Community GDP
Community GDP is the primary health metric for Flarehub. It measures how much money the community earns, not how big a treasury looks on paper.
In plain terms: Community GDP is the total dollar value paid to contributors and teams through opportunities discovered, facilitated, or funded via Flarehub.
What counts towards Community GDP
We track the gross value of opportunities that route through Flarehub surfaces, including:
- Bounty payouts.
- Contract milestones.
- Microgrants and Instagrants.
- Event stipends and travel support tied to shipped work.
- Follow-on grants or deals that can be directly traced to Flarehub proof-of-work (e.g. a team funded after a Flarehub hackathon or residency).
Where possible, values are normalised to a common currency (e.g. USD equivalent) at the time of payout for consistent reporting.
Simple formula
At a high level:
Community GDP = Σ (all verified payouts to contributors and teams that stem from Flarehub programmes)
This does not include:
- Treasury balances that are not yet deployed.

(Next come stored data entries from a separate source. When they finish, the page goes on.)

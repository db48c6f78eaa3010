//! labelnet
//!
//! Backend of a dataset labeling and neural-network building app: an HTTP
//! API over datasets, labels, areas, models and layers, plus the workflow
//! that builds, trains and evaluates the models.

pub mod api;
pub mod commands;
pub mod workflow;
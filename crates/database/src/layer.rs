//! Repository functions for layer operations.

use labelnet_structs::{Layer, LayerRow, LayerSpec};

use crate::ordering::{renumber_after_remove, renumber_with_insert};
use crate::{ReorderError, get_pool, reorder_children, set_indices};

const LAYER_COLUMNS: &str = r#"
    id, model_id, index, layer_type, activation_function, input_x, input_y, input_z,
    nodes_count, filters, kernel_size, pool_size, rate, scale, "offset", mode, output_x, output_y
"#;

async fn model_layer_indices(
    tx: &mut sqlx::PgTransaction<'_>,
    model_id: i64,
) -> Result<Vec<(i64, i32)>, sqlx::Error> {
    sqlx::query_as("SELECT id, index FROM layers WHERE model_id = $1 ORDER BY index, id FOR UPDATE")
        .bind(model_id)
        .fetch_all(&mut **tx)
        .await
}

fn into_layer(row: LayerRow) -> Result<Layer, sqlx::Error> {
    Layer::try_from(row).map_err(|e| sqlx::Error::Decode(Box::new(e)))
}

/// Inserts a layer at `index`, shifting later layers down, or appends it when `index` is `None`.
///
/// # Errors
///
/// Returns an error if the database operation fails.
pub async fn insert_layer(
    model_id: i64,
    index: Option<i32>,
    spec: &LayerSpec,
) -> Result<Layer, sqlx::Error> {
    let mut tx = get_pool().begin().await?;

    let current = model_layer_indices(&mut tx, model_id).await?;
    let (index, shifted) = renumber_with_insert(&current, index);
    set_indices(&mut tx, "layers", &shifted).await?;

    let c = spec.columns();
    let row = sqlx::query_as::<_, LayerRow>(&format!(
        r#"
        INSERT INTO layers (
            model_id, index, layer_type, activation_function, input_x, input_y, input_z,
            nodes_count, filters, kernel_size, pool_size, rate, scale, "offset", mode, output_x, output_y
        )
        VALUES ($1, $2, $3, $4, $5, $6, $7, $8, $9, $10, $11, $12, $13, $14, $15, $16, $17)
        RETURNING {LAYER_COLUMNS}
        "#
    ))
    .bind(model_id)
    .bind(index)
    .bind(c.layer_type)
    .bind(c.activation_function)
    .bind(c.input_x)
    .bind(c.input_y)
    .bind(c.input_z)
    .bind(c.nodes_count)
    .bind(c.filters)
    .bind(c.kernel_size)
    .bind(c.pool_size)
    .bind(c.rate)
    .bind(c.scale)
    .bind(c.offset)
    .bind(c.mode)
    .bind(c.output_x)
    .bind(c.output_y)
    .fetch_one(&mut *tx)
    .await?;

    tx.commit().await?;
    into_layer(row)
}

/// Finds a layer by id.
///
/// # Errors
///
/// Returns an error if the database operation fails or the stored row is invalid.
pub async fn find_layer(id: i64) -> Result<Option<Layer>, sqlx::Error> {
    let pool = get_pool();

    sqlx::query_as::<_, LayerRow>(&format!("SELECT {LAYER_COLUMNS} FROM layers WHERE id = $1"))
        .bind(id)
        .fetch_optional(pool)
        .await?
        .map(into_layer)
        .transpose()
}

/// Lists the layers of a model in order.
///
/// # Errors
///
/// Returns an error if the database operation fails or a stored row is invalid.
pub async fn list_model_layers(model_id: i64) -> Result<Vec<Layer>, sqlx::Error> {
    let pool = get_pool();

    sqlx::query_as::<_, LayerRow>(&format!(
        "SELECT {LAYER_COLUMNS} FROM layers WHERE model_id = $1 ORDER BY index, id"
    ))
    .bind(model_id)
    .fetch_all(pool)
    .await?
    .into_iter()
    .map(into_layer)
    .collect()
}

/// Replaces the fields of a layer. The layer type is kept from `spec`, which
/// callers build from the stored type.
///
/// # Errors
///
/// Returns an error if the database operation fails.
pub async fn update_layer(id: i64, spec: &LayerSpec) -> Result<Layer, sqlx::Error> {
    let pool = get_pool();
    let c = spec.columns();

    let row = sqlx::query_as::<_, LayerRow>(&format!(
        r#"
        UPDATE layers
        SET activation_function = $2, input_x = $3, input_y = $4, input_z = $5,
            nodes_count = $6, filters = $7, kernel_size = $8, pool_size = $9, rate = $10,
            scale = $11, "offset" = $12, mode = $13, output_x = $14, output_y = $15
        WHERE id = $1 AND layer_type = $16
        RETURNING {LAYER_COLUMNS}
        "#
    ))
    .bind(id)
    .bind(c.activation_function)
    .bind(c.input_x)
    .bind(c.input_y)
    .bind(c.input_z)
    .bind(c.nodes_count)
    .bind(c.filters)
    .bind(c.kernel_size)
    .bind(c.pool_size)
    .bind(c.rate)
    .bind(c.scale)
    .bind(c.offset)
    .bind(c.mode)
    .bind(c.output_x)
    .bind(c.output_y)
    .bind(c.layer_type)
    .fetch_one(pool)
    .await?;

    into_layer(row)
}

/// Deletes a layer and closes the gap in the indices of the remaining ones.
///
/// # Errors
///
/// Returns an error if the database operation fails.
pub async fn delete_layer(id: i64) -> Result<(), sqlx::Error> {
    let mut tx = get_pool().begin().await?;

    let deleted: Option<i64> = sqlx::query_scalar("DELETE FROM layers WHERE id = $1 RETURNING model_id")
        .bind(id)
        .fetch_optional(&mut *tx)
        .await?;

    if let Some(model_id) = deleted {
        let remaining = model_layer_indices(&mut tx, model_id).await?;
        set_indices(&mut tx, "layers", &renumber_after_remove(&remaining)).await?;
    }

    tx.commit().await?;
    Ok(())
}

/// Applies a new layer order within a model.
///
/// # Errors
///
/// Returns an error if an id is not a layer of the model or the database fails.
pub async fn reorder_layers(model_id: i64, order: &[(i64, i32)]) -> Result<(), ReorderError> {
    reorder_children("layers", "model_id", model_id, order).await
}
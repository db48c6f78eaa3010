use serde::{Deserialize, Serialize};

pub const ELEMENT_NAME_MAX_LEN: usize = 100;

pub const ALLOWED_IMAGE_FILE_EXTENSIONS: [&str; 5] = ["png", "jpg", "jpeg", "webp", "avif"];
pub const ALLOWED_TEXT_FILE_EXTENSIONS: [&str; 3] = ["txt", "doc", "docx"];

/// One uploaded file of a dataset.
#[derive(Debug, Clone, Serialize, Deserialize, sqlx::FromRow)]
pub struct Element {
    pub id: i64,
    pub dataset_id: i64,
    pub owner_id: i64,
    pub name: String,

    /// Object path of the stored file
    pub file: String,

    pub label_id: Option<i64>,
    pub image_width: Option<i32>,
    pub image_height: Option<i32>,
    pub index: i32,
}

/// What an uploaded file is, judged by its extension.
#[derive(Debug, Clone, Copy, PartialEq, Eq)]
pub enum FileKind {
    Image,
    Text,
}

impl FileKind {
    /// Classifies a file name by extension. `None` means the extension is not allowed.
    #[must_use]
    pub fn from_file_name(name: &str) -> Option<Self> {
        let extension = file_extension(name)?;

        if ALLOWED_IMAGE_FILE_EXTENSIONS.contains(&extension.as_str()) {
            Some(Self::Image)
        } else if ALLOWED_TEXT_FILE_EXTENSIONS.contains(&extension.as_str()) {
            Some(Self::Text)
        } else {
            None
        }
    }
}

/// Lowercased extension of a file name, without the dot.
#[must_use]
pub fn file_extension(name: &str) -> Option<String> {
    let (stem, extension) = name.rsplit_once('.')?;
    if stem.is_empty() || extension.is_empty() {
        return None;
    }
    Some(extension.to_ascii_lowercase())
}

#[cfg(test)]
mod tests {
    use super::*;

    #[test]
    fn test_file_kind_from_extension() {
        assert_eq!(FileKind::from_file_name("cat.PNG"), Some(FileKind::Image));
        assert_eq!(FileKind::from_file_name("photo.final.jpeg"), Some(FileKind::Image));
        assert_eq!(FileKind::from_file_name("notes.txt"), Some(FileKind::Text));
        assert_eq!(FileKind::from_file_name("report.docx"), Some(FileKind::Text));
        assert_eq!(FileKind::from_file_name("script.sh"), None);
        assert_eq!(FileKind::from_file_name("README"), None);
        assert_eq!(FileKind::from_file_name(".png"), None);
    }
}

- Speculative token price movements.
- Unverified off-platform arrangements without a clear link to Flarehub proof-of-work.
Why Community GDP matters
Optimising for Community GDP changes the core question from:
- "How many people are in the Discord?" to
- "How much are our contributors actually earning from real work?"
Practically, that means:
- Programme design — scopes, bounties, and contracts are chosen for their potential to unlock earnings and long-term opportunities.
- Budget allocation — hubs, programmes, and events that generate more GDP over time earn larger or more flexible budgets.
- Talent outcomes — contributors can point to a concrete earnings history when talking to employers, investors, or grant committees.
How we track it
To keep the metric trustworthy and beginner-friendly:
- On-chain escrows and claims provide a canonical record of bounty and contract payouts.
- Programme ops maintain ledgers for grants, stipends, and event-related payments.
- Follow-on opportunities (e.g. VC rounds, ecosystem grants) are added when teams document the connection to Flarehub proof-of-work.
- Aggregated dashboards show GDP growth over time, with filters for programme, hub, and contributor segment.
Where self-reported data is used, reviewers require public artefacts (announcements, grant posts, or signed statements) before adding it to the GDP ledger.
Using GDP in decisions
Community GDP feeds directly into:
- Regional budgets — hubs that consistently generate GDP and active contributors can unlock larger quarterly budgets.
- Instagrants and microgrants — projects that have a clear path to increasing GDP are prioritised.
- Fast Track nominations — teams that combine strong proof-of-work with significant GDP contribution are surfaced to accelerators and grant programmes.
GDP is a guide, not an oracle: qualitative factors like long-term ecosystem fit and strategic relevance still matter.
GDP decision matrix
| Decision | Primary GDP signals | How it is used |
|---|---|---|
| Regional hub budgets | Total GDP generated by the hub over recent quarters; consistency of payouts and events. | Adjust quarterly budgets up or down and decide where to pilot new programmes. |
| Instagrants and microgrants | Projected GDP from the proposed work; track record of the team’s past GDP contribution. | Prioritise small, fast grants that are likely to unlock meaningful new earnings. |
| Fast Track nominations | Cumulative GDP linked to the team (bounties, contracts, grants, follow-on deals). | Select teams whose work has already demonstrated economic traction for curated introductions. |
| Event formats (e.g. Hacker Houses) | GDP generated shortly after events (bounties won, grants, contracts). | Refine event formats and decide which hubs should host future high-intensity events. |
GDP flow (at a glance)
Programme budgets → Bounties, contracts, Instagrants, and events → Verified payouts to contributors → Community GDP ledger and dashboards → Budget, grant, and Fast Track decisions.
Disclaimers
- Community GDP is an operational metric, not a financial statement or investment product.
- Values are indicative and may be revised as better data or methodologies become available.
- Contributors are responsible for understanding how earnings reported in GDP relate to their own tax and regulatory obligations.
Next steps
- Contributors: focus on scopes that build reusable products, integrations, or playbooks. These tend to generate more GDP over time.
- City leads and hub operators: track the GDP generated by your local initiatives and include it in your quarterly updates.
- Sponsors: design bounties and contracts that tie directly to adoption, usage, or integrations so that your spend feeds into visible Community GDP.